Handling of carbon nanoparticles as sorptive materials in a flow-through packed-bed mode has been to date hampered by undue pressure drop and deteriorated retention efficiency because of nanoparticle bundling and entanglement. To surmount this limitation, a dedicated stirred-flow sorptive microchamber integrated in a fully automated sequential injection (SI) assembly is herein proposed for expedient handling and reuse of carbon nanoparticles in microsolid-phase extraction (mu SPE) procedures. The assembled setup features automatic uptake, preconcentration, and retrieval of target organic species using dispersed nanopartides as a front-end to liquid chromatographic (LC) assays.
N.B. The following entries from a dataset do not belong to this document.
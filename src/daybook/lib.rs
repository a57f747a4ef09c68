//! # Daybook Architecture
//!
//! Daybook is a **UI-agnostic journaling library** with an offline-first
//! sync core. The CLI binary is one client of the library; the same core
//! could back a TUI, a web service, or anything else.
//!
//! ## The Layers
//!
//! ```text
//! ┌─────────────────────────────────────────────────────────────┐
//! │  CLI Layer (args.rs, wired by main.rs)                      │
//! │  - Parses arguments, formats output, handles terminal I/O   │
//! │  - The ONLY place that knows about stdout/stderr/exit codes │
//! └─────────────────────────────────────────────────────────────┘
//!                              │
//!                              ▼
//! ┌─────────────────────────────────────────────────────────────┐
//! │  API Layer (api.rs)                                         │
//! │  - Thin facade over commands and the sync coordinator       │
//! │  - Returns structured Result types                          │
//! └─────────────────────────────────────────────────────────────┘
//!                              │
//!                              ▼
//! ┌─────────────────────────────────────────────────────────────┐
//! │  Command Layer (commands/*.rs)                              │
//! │  - Business logic per operation                             │
//! │  - Operates on Rust types, returns Rust types               │
//! └─────────────────────────────────────────────────────────────┘
//!                              │
//!                              ▼
//! ┌──────────────────────────────┬──────────────────────────────┐
//! │  Sync Core (sync.rs)         │  Entry Codec (codec.rs)      │
//! │  - Pending queue lifecycle   │  - Entry ⇄ Markdown document │
//! │  - Conflict-aware pushes     │  - validate / migrate        │
//! ├──────────────────────────────┼──────────────────────────────┤
//! │  Cache Storage (store/)      │  Remote Storage (remote/)    │
//! │  - CacheStore trait          │  - RemoteStore trait         │
//! │  - FileStore / InMemoryStore │  - GitHubStore / InMemory    │
//! └──────────────────────────────┴──────────────────────────────┘
//! ```
//!
//! ## Offline First
//!
//! Every save lands in the local cache as `Pending` and the app keeps
//! working with no network at all. Sync is a separate, explicitly
//! triggered step: pending entries are pushed with writes conditioned on
//! the last known remote version token, so a concurrent change surfaces
//! as a conflict instead of clobbering anything. Failure never discards
//! local work — entries stay queued until a push is confirmed.
//!
//! ## Module Overview
//!
//! - [`api`]: The API facade — entry point for all operations
//! - [`commands`]: Business logic for each command
//! - [`codec`]: Entry ⇄ document serialization, validation, migration
//! - [`store`]: Local cache abstraction and implementations
//! - [`remote`]: Versioned remote file store client and retry policy
//! - [`sync`]: The sync coordinator and its guards
//! - [`index`]: Listing view (sort, search, pagination)
//! - [`model`]: Core data types
//! - [`config`]: Configuration management
//! - [`editor`]: External editor integration
//! - [`error`]: Error types

pub mod api;
pub mod codec;
pub mod commands;
pub mod config;
pub mod editor;
pub mod error;
pub mod index;
pub mod model;
pub mod remote;
pub mod store;
pub mod sync;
Chlorotriazine residues (atrazine, simazine, and propazine) and deallcylated metabolites thereof (deisopropyltriazine (DIA) and deethylatrazine (DEA)) were selected as model compounds because of their electron-poor aromatic structure and potentially strong pi-pi interactions with electron-rich sorptive materials. The effect of several parameters on the analytical performance including the type and amount of nanoparticles (carbon nanofibers (CNFs), multiwalled carbon nanotubes (MWCNTs) and oxidized carbon nanotubes (MWCNT-COOH); the sample volume (breakthrough volume), the nature and volume of eluent, and the interface between the sample processing module and LC was explored in detail. Using dispersed CNFs at-line coupled to LC, absolute recovery percentages for 10 mL sample percolation were >94% for the overall herbicides with enrichment factors of ca. 20, limits of detection (S/N = 3) of 0.004-0.03 ng mL(-1), limits of quantification (S/N = 10) of 0.01-0.09 ng mL(-1) and repeatability within the range 0.5-1.8%. The SI-CNF-LC hyphenated system was harnessed to the analysis of not merely untreated environmental waters at concentration levels below those endorsed by the current EU Water Framework Directives but to crude soil extracts for which CNF reuse with no loss of retention efficiency was proven feasible by resorting to appropriate automatic regeneration procedures and internal standardization.